Proof of "a pattern of racketeering activity” is an element common to all of RICO’s prohibitions. Congress has defined “racketeering activity” to include a variety of state and federal predicate crimes. Importantly, the RICO Act is not violated by a single, short-term episode of “racketeering.” Rather, there must be a “pattern” of racketeering activity—meaning long-term, organized conduct. 

If the Supreme Court holds in the Smagin cases that intangible property can support a civil RICO claim, then such property could include court judgments and arbitration awards like those at issue, and perhaps even contract and intellectual property rights. That would be a very important ruling confirming a broad civil RICO scope. That result also would be significant for the arbitration and litigation communities. At a minimum, the threat of a treble damages judgment might influence settlement discussions.

Under existing U.S. Supreme Court jurisprudence, the claim must be “domestic” in nature to permit a RICO action to proceed. That is the second issue presented in the Smagin cases. Holding that the Smagin dispute is "domestic" might embolden more international award holders to bring enforcement proceedings in U.S. courts, but probably only at the margins. Having assets subject to U.S. jurisdiction would still, of course, be the primary motive for such an enforcement action. If the assets available for enforcement lie outside U.S. jurisdiction, many foreign courts have been reluctant to enforce U.S. judgments that involve treble damages, most famously in the antitrust context.

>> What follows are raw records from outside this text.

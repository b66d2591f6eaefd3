use crate::{
    dsp::distortion::{Oversample, WaveShaper},
    graph::node::{GraphNode, RenderCtx},
};

/*
Drive Node
==========

Saturates a voice with a tanh curve. Guitar and bass presets carry a `drive`
amount in [0, 1]; the curve drive is 1 + 2 * drive, so

  drive 0.08  (bass guitar)      1.16  barely bends the peaks
  drive 0.15  (acoustic guitar)  1.30  warm
  drive 0.28  (electric guitar)  1.56  audible grit

Voice drive runs without oversampling; the aliasing sits far below the
partials it adds. The master soft clip in the mixer uses 4x.
*/

pub struct DriveNode {
    shaper: WaveShaper,
}

impl DriveNode {
    pub fn tanh(drive: f32) -> Self {
        Self {
            shaper: WaveShaper::tanh(drive, Oversample::None),
        }
    }
}

impl GraphNode for DriveNode {
    fn render_block(&mut self, out: &mut [f32], _ctx: &RenderCtx) {
        self.shaper.render(out);
    }
}
/*
Automatable Parameter
=====================

A `Param` is a value that changes over time according to a list of scheduled
events. Every gain envelope, pitch sweep and master-level move in the engine
is a `Param`, so live playback and offline rendering share one timeline model.

Events:
-------
  set_value_at(t, v)         value jumps to v at t and holds
  linear_ramp_to(v, t)       straight line from the previous event to (t, v)
  exponential_ramp_to(v, t)  geometric curve from the previous event to (t, v)
  cancel_scheduled_values(t) drop every event at or after t

A ramp always starts from the value and time of the event before it, so

  set_value_at(0.0, 1e-4)
  exponential_ramp_to(0.9, 0.01)
  exponential_ramp_to(1e-4, 0.5)

is a 10 ms exponential attack followed by a long exponential decay.

Exponential ramps need both endpoints non-zero and of the same sign. Gains in
this crate therefore start from and decay to `GAIN_FLOOR` (1e-4, -80 dB)
instead of 0. A ramp that breaks that rule holds its start value, which is
what a host audio API does too.

Before the first event the parameter reports its default value. A ramp that
is the very first event starts from the default value at time 0.
*/

#[derive(Debug, Clone, Copy, PartialEq)]
enum Kind {
    Set,
    Linear,
    Exponential,
}

#[derive(Debug, Clone, Copy, PartialEq)]
struct Event {
    time: f64,
    value: f32,
    kind: Kind,
}

#[derive(Debug, Clone)]
pub struct Param {
    default: f32,
    events: Vec<Event>,
}

impl Param {
    pub fn new(default: f32) -> Self {
        Self {
            default,
            events: Vec::new(),
        }
    }

    pub fn set_value_at(&mut self, time: f64, value: f32) -> &mut Self {
        self.insert(Event {
            time,
            value,
            kind: Kind::Set,
        })
    }

    pub fn linear_ramp_to(&mut self, value: f32, end_time: f64) -> &mut Self {
        self.insert(Event {
            time: end_time,
            value,
            kind: Kind::Linear,
        })
    }

    pub fn exponential_ramp_to(&mut self, value: f32, end_time: f64) -> &mut Self {
        self.insert(Event {
            time: end_time,
            value,
            kind: Kind::Exponential,
        })
    }

    /// Remove every event scheduled at or after `time`.
    pub fn cancel_scheduled_values(&mut self, time: f64) -> &mut Self {
        self.events.retain(|event| event.time < time);
        self
    }

    /// Freeze the curve at `time`: cancel what follows and pin the current
    /// value so later ramps start from where the sound actually is.
    pub fn hold_at(&mut self, time: f64) -> f32 {
        let current = self.value_at(time);
        self.cancel_scheduled_values(time);
        self.set_value_at(time, current);
        current
    }

    /// Fold every event up to `time` into one set event at `time`. The curve
    /// from `time` on is unchanged; long-lived params call this to stay small.
    pub fn compact(&mut self, time: f64) {
        let first_future = self.events.partition_point(|event| event.time <= time);
        if first_future <= 1 {
            return;
        }
        let current = self.value_at(time);
        self.events.drain(..first_future);
        self.events.insert(
            0,
            Event {
                time,
                value: current,
                kind: Kind::Set,
            },
        );
    }

    /// Time of the last scheduled event, if any.
    pub fn end_time(&self) -> Option<f64> {
        self.events.last().map(|event| event.time)
    }

    pub fn final_value(&self) -> f32 {
        self.events.last().map_or(self.default, |event| event.value)
    }

    pub fn value_at(&self, time: f64) -> f32 {
        // Index of the first event strictly after `time`.
        let next = self.events.partition_point(|event| event.time <= time);

        let (start_time, start_value) = match next.checked_sub(1) {
            Some(prev) => (self.events[prev].time, self.events[prev].value),
            None => (0.0, self.default),
        };

        let Some(target) = self.events.get(next) else {
            return start_value;
        };

        let span = target.time - start_time;
        if span <= 0.0 {
            return start_value;
        }
        let progress = ((time - start_time) / span).clamp(0.0, 1.0) as f32;

        match target.kind {
            Kind::Set => start_value,
            Kind::Linear => start_value + (target.value - start_value) * progress,
            Kind::Exponential => {
                if start_value == 0.0 || start_value.signum() != target.value.signum() {
                    start_value
                } else {
                    start_value * (target.value / start_value).powf(progress)
                }
            }
        }
    }

    /// Fill `out` with the curve sampled from `start` at `sample_rate`.
    pub fn render(&self, out: &mut [f32], start: f64, sample_rate: f32) {
        let dt = 1.0 / sample_rate as f64;

        // Fast path once the timeline has settled.
        if self.end_time().map_or(true, |end| end <= start) {
            out.fill(self.final_value());
            return;
        }

        for (i, sample) in out.iter_mut().enumerate() {
            *sample = self.value_at(start + i as f64 * dt);
        }
    }

    fn insert(&mut self, event: Event) -> &mut Self {
        // Events at the same instant keep insertion order.
        let index = self.events.partition_point(|e| e.time <= event.time);
        self.events.insert(index, event);
        self
    }
}

#[cfg(test)]
mod tests {
    use super::*;
    use crate::GAIN_FLOOR;

    #[test]
    fn reports_default_before_first_event() {
        let mut param = Param::new(0.5);
        param.set_value_at(1.0, 0.2);
        assert_eq!(param.value_at(0.5), 0.5);
        assert_eq!(param.value_at(1.0), 0.2);
        assert_eq!(param.value_at(3.0), 0.2);
    }

    #[test]
    fn linear_ramp_interpolates() {
        let mut param = Param::new(0.0);
        param.set_value_at(0.0, 0.0).linear_ramp_to(1.0, 1.0);
        assert!((param.value_at(0.25) - 0.25).abs() < 1e-6);
        assert!((param.value_at(0.5) - 0.5).abs() < 1e-6);
        assert_eq!(param.value_at(2.0), 1.0);
    }

    #[test]
    fn exponential_ramp_is_geometric() {
        let mut param = Param::new(1.0);
        param.set_value_at(0.0, 1.0).exponential_ramp_to(0.01, 2.0);
        // Halfway in time is the geometric mean.
        assert!((param.value_at(1.0) - 0.1).abs() < 1e-4);
    }

    #[test]
    fn exponential_ramp_from_zero_holds() {
        let mut param = Param::new(0.0);
        param.set_value_at(0.0, 0.0).exponential_ramp_to(1.0, 1.0);
        assert_eq!(param.value_at(0.5), 0.0);
    }

    #[test]
    fn cancel_drops_pending_ramp() {
        let mut param = Param::new(GAIN_FLOOR);
        param
            .set_value_at(0.0, 1.0)
            .exponential_ramp_to(GAIN_FLOOR, 1.0);
        param.cancel_scheduled_values(0.5);
        // Ramp removed: value holds at the last surviving event.
        assert_eq!(param.value_at(0.75), 1.0);
    }

    #[test]
    fn hold_at_pins_current_value() {
        let mut param = Param::new(0.0);
        param.set_value_at(0.0, 0.0).linear_ramp_to(1.0, 1.0);
        let held = param.hold_at(0.5);
        assert!((held - 0.5).abs() < 1e-6);
        param.exponential_ramp_to(GAIN_FLOOR, 0.6);
        assert!((param.value_at(0.5) - 0.5).abs() < 1e-6);
        assert!(param.value_at(0.59) < 0.5);
        assert_eq!(param.value_at(0.7), GAIN_FLOOR);
    }

    #[test]
    fn compact_keeps_the_curve() {
        let mut param = Param::new(1.0);
        param
            .set_value_at(0.0, 1.0)
            .linear_ramp_to(0.5, 1.0)
            .set_value_at(1.5, 0.5)
            .exponential_ramp_to(0.05, 3.0);
        let before: Vec<f32> = (0..40).map(|i| param.value_at(2.0 + i as f64 * 0.05)).collect();

        param.compact(2.0);
        assert_eq!(param.events.len(), 2);
        let after: Vec<f32> = (0..40).map(|i| param.value_at(2.0 + i as f64 * 0.05)).collect();
        for (a, b) in before.iter().zip(&after) {
            assert!((a - b).abs() < 1e-5);
        }
    }

    #[test]
    fn render_matches_point_evaluation() {
        let mut param = Param::new(GAIN_FLOOR);
        param
            .set_value_at(0.0, GAIN_FLOOR)
            .exponential_ramp_to(0.9, 0.01);

        let sample_rate = 1_000.0;
        let mut out = vec![0.0; 20];
        param.render(&mut out, 0.0, sample_rate);

        for (i, &sample) in out.iter().enumerate() {
            let expected = param.value_at(i as f64 / 1_000.0);
            assert!((sample - expected).abs() < 1e-6, "sample {i} mismatch");
        }
        assert!((out[15] - 0.9).abs() < 1e-6);
    }
}
use crate::graph::{amplify::Amplify, node::GraphNode, through::Through};

pub trait NodeExt: GraphNode + Sized {
    fn amplify<M>(self, modulator: M) -> Amplify<Self, M> {
        Amplify::new(self, modulator)
    }

    fn through<F: GraphNode>(self, filter: F) -> Through<Self, F> {
        Through::new(self, filter)
    }

    fn boxed(self) -> Box<dyn GraphNode>
    where
        Self: 'static,
    {
        Box::new(self)
    }
}

impl<T: GraphNode> NodeExt for T {}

The "domestic" vs "foreign" test will in any event always depend on the particular factual circumstances. The Supreme Court's explanation of that test in its eventual Smagin ruling, though, should tilt the analysis one way or another in future disputes.

It would not be surprising if the Supreme Court held that civil RICO claims encompass intangible property. Consistent Supreme Court "takings" jurisprudence under the Fifth Amendment has held that the obligation to compensate for a taking of "private property" extends to intangible property such as judgments, contract rights, patent rights and trade secrets too. This rationale might be applied to RICO claims.

However, the Court might also conclude that the facts of the Smagin dispute are impermissibly extraterritorial and thus outside RICO Act jurisdiction.

Given the timing of the grant of the certiorari petition in mid-January, it is not yet clear whether oral argument will occur and whether the case be decided by the end of the current Supreme Court term around June or will be held over for the next term commencing in October.